━━━━━ RECORD EXTRACTS

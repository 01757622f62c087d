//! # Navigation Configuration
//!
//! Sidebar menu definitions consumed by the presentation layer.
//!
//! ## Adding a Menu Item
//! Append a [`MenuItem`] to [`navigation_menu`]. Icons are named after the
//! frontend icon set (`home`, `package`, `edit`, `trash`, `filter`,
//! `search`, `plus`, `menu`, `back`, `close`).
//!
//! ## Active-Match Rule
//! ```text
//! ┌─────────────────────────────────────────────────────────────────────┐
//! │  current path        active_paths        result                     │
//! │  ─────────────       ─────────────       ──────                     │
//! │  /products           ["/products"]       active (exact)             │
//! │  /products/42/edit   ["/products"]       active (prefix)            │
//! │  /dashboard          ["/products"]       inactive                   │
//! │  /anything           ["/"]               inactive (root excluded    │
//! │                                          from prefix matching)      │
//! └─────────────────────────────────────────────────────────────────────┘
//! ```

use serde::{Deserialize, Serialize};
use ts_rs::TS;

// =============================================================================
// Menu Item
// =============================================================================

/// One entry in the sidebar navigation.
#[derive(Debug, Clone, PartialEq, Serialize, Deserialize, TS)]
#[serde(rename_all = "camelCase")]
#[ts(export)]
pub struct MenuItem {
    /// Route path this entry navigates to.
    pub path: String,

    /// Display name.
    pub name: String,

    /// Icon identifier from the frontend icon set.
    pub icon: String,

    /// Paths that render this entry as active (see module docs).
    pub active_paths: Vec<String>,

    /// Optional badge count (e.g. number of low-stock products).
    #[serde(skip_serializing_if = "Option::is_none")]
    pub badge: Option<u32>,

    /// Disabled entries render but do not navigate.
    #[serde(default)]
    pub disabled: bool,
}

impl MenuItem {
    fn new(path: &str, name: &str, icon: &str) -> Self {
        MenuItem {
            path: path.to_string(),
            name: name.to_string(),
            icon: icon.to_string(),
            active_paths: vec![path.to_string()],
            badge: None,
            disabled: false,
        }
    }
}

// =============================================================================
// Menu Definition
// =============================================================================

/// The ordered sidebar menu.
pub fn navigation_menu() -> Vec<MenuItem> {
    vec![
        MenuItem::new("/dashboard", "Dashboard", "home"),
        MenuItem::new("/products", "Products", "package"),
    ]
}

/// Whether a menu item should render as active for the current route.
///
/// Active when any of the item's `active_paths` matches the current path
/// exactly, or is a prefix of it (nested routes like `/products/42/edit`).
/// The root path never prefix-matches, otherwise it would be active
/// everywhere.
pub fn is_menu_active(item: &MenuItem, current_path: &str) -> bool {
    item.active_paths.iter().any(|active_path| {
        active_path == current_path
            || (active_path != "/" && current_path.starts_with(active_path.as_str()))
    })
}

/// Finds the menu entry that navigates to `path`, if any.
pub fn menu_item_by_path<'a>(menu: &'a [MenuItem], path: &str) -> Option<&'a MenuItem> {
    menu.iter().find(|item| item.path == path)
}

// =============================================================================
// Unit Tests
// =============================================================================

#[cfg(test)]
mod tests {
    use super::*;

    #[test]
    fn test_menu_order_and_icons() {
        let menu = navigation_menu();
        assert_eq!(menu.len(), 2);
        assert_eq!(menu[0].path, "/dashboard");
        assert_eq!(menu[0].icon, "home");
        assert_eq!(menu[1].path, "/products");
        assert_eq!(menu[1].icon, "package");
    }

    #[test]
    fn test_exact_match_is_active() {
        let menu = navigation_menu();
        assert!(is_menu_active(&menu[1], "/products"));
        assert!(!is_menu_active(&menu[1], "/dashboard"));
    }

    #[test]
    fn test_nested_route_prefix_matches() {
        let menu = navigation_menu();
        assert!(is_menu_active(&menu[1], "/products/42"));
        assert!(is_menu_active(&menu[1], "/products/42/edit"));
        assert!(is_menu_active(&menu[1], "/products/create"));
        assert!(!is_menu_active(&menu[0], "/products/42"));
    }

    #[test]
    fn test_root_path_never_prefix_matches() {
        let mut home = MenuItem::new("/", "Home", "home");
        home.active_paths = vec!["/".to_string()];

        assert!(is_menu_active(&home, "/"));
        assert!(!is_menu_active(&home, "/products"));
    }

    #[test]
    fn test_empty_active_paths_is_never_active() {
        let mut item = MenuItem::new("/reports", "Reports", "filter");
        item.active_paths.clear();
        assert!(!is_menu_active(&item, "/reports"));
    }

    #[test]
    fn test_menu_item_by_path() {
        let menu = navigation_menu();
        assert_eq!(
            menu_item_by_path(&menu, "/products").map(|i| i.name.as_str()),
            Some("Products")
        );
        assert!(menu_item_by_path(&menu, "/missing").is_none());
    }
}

━━━━━━━━━━
━━━━━ RECORD EXTRACTS

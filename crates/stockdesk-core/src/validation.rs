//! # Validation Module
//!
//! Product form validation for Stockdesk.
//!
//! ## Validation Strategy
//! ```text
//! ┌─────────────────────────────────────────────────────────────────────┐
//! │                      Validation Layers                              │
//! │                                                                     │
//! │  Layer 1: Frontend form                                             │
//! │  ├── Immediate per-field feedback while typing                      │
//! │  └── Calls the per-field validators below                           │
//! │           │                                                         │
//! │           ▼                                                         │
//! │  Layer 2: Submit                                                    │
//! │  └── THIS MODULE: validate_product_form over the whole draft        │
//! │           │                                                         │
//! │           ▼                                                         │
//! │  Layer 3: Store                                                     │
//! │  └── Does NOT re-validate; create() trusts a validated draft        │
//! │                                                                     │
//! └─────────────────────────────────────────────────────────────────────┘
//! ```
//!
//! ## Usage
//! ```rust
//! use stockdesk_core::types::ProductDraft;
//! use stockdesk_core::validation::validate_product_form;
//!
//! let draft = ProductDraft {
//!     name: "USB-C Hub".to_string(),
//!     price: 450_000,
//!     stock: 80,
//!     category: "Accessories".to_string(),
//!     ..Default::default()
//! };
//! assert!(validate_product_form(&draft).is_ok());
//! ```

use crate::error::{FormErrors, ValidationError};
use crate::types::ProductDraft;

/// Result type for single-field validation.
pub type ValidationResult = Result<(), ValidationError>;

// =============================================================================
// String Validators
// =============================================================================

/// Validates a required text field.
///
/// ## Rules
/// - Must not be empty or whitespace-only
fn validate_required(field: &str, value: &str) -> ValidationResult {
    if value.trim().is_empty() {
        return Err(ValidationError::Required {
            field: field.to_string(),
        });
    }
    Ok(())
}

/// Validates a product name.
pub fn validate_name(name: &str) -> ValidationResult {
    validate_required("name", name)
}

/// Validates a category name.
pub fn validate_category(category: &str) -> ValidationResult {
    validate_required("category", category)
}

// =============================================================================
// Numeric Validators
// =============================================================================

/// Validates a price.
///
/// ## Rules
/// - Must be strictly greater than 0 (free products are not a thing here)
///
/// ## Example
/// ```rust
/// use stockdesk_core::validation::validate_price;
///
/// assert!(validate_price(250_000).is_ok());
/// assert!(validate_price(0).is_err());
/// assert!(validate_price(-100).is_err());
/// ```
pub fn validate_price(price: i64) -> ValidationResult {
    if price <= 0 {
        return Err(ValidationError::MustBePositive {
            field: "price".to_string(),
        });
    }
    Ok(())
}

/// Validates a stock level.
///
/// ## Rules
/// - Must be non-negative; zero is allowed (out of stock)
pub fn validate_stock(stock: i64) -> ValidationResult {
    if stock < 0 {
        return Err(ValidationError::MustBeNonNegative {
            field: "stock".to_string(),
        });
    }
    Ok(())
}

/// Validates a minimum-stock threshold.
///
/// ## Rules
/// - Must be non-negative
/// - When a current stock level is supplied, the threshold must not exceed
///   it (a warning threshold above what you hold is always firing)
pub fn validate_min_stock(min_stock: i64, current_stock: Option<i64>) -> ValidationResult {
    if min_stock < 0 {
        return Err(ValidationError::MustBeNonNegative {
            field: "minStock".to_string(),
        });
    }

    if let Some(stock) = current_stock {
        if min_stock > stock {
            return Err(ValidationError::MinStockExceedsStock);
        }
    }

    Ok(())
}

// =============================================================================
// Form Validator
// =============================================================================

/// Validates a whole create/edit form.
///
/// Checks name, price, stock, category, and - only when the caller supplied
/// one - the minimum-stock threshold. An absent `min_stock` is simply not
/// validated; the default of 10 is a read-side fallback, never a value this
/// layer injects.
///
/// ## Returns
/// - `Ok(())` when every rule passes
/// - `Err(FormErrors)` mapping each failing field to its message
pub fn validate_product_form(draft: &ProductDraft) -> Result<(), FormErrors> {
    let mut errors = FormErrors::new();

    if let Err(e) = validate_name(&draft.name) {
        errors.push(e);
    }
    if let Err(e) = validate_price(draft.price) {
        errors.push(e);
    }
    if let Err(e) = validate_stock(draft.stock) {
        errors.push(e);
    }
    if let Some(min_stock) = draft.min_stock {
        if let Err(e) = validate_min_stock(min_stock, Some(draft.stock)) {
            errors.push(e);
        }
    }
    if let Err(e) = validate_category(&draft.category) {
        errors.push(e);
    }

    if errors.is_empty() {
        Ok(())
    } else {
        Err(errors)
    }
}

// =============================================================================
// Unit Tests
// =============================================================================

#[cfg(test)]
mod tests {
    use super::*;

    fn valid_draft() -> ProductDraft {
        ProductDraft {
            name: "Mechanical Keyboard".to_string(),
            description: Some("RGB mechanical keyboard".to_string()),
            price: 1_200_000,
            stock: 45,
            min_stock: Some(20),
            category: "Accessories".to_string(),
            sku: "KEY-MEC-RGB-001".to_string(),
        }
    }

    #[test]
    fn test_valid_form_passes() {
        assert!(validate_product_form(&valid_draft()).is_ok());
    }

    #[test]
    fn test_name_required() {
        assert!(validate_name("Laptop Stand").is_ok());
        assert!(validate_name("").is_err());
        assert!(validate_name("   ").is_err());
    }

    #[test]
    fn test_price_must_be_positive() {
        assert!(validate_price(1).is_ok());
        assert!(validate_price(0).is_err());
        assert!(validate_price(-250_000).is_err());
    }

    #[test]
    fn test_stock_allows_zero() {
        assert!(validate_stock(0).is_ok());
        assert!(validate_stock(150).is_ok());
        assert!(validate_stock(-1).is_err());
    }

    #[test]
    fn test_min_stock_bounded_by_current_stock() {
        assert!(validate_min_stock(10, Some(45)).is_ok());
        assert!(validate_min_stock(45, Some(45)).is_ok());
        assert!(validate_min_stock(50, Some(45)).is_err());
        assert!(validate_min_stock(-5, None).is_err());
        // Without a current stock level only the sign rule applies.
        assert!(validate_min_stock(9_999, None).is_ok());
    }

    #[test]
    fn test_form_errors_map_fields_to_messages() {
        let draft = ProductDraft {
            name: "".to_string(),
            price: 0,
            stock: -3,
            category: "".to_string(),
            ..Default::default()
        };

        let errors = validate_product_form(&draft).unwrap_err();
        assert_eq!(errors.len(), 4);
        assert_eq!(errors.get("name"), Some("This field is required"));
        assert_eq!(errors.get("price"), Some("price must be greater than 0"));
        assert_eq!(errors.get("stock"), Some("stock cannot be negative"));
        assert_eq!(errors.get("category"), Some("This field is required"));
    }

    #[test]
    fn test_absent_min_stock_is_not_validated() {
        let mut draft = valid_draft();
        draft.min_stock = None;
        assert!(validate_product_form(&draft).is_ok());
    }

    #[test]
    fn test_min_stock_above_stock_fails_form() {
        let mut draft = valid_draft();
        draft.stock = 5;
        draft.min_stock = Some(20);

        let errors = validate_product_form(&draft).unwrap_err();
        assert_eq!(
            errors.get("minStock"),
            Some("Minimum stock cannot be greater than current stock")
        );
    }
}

━━━━━━━━━━
━━━━━ RECORD EXTRACTS

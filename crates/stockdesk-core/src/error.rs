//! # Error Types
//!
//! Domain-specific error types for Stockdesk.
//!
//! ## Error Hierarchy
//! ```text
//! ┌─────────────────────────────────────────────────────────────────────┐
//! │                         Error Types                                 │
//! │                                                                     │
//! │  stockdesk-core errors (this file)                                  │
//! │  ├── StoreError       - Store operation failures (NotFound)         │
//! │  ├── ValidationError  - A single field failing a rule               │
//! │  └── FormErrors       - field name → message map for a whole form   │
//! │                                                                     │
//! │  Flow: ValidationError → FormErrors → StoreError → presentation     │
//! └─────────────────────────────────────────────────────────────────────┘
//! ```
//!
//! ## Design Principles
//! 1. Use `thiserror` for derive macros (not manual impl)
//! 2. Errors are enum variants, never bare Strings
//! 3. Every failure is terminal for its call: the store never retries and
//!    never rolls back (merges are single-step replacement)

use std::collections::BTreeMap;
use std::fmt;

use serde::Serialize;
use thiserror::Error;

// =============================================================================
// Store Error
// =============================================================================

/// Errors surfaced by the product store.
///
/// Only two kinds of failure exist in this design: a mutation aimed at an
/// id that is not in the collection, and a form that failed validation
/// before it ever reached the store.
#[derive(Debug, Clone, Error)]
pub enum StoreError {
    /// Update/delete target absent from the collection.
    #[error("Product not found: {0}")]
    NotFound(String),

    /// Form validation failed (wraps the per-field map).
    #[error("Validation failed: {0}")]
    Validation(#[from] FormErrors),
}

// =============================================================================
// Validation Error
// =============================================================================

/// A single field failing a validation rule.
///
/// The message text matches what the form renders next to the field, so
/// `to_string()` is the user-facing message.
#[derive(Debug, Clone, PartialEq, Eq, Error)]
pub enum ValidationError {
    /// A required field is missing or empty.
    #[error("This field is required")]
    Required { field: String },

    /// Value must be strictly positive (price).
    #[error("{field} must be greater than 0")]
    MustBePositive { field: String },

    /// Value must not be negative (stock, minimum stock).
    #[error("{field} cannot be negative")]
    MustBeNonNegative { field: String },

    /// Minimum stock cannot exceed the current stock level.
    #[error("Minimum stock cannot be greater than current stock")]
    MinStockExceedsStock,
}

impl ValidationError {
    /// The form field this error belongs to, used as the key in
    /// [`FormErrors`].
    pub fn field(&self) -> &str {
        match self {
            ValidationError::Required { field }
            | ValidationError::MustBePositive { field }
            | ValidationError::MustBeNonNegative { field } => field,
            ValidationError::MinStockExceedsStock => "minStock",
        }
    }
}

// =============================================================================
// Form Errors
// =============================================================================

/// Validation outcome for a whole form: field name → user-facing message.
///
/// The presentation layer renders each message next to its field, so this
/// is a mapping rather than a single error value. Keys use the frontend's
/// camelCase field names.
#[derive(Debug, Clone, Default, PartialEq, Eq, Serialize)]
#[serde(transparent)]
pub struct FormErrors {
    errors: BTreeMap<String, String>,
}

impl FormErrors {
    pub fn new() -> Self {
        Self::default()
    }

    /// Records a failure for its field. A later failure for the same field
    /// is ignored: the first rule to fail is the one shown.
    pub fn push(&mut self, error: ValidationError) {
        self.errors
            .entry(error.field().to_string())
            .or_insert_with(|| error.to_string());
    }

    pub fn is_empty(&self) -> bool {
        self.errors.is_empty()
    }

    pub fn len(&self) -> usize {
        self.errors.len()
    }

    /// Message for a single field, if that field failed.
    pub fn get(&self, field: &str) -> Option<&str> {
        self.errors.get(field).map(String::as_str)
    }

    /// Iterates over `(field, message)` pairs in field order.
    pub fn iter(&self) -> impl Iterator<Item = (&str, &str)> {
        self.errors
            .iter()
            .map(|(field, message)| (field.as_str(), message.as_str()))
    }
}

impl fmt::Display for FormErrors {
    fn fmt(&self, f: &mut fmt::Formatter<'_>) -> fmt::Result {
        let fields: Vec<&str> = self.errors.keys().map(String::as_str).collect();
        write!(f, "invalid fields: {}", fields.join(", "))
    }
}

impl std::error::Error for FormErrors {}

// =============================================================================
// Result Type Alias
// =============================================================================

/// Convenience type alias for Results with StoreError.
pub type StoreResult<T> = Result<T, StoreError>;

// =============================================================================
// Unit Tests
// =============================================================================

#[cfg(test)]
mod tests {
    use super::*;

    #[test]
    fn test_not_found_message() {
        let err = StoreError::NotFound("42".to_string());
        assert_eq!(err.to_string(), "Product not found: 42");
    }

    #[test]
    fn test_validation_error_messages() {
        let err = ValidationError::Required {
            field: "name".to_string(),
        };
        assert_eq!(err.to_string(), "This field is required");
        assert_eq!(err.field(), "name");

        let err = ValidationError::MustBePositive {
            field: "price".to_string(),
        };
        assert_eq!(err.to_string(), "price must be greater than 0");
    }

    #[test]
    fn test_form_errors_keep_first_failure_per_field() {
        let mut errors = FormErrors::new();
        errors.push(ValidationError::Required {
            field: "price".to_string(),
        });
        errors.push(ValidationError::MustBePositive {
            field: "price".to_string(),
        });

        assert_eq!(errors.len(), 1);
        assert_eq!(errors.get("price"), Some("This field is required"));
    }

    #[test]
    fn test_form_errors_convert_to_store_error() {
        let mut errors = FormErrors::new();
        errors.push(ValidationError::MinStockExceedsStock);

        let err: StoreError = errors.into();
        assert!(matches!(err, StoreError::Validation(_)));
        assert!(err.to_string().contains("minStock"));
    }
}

━━━━━━━━━━

(TASK INSTRUCTIONS):
One number is all the reply should hold: how many lines in these records include the word "bool".

(SOLUTION TO THIS TASK):
3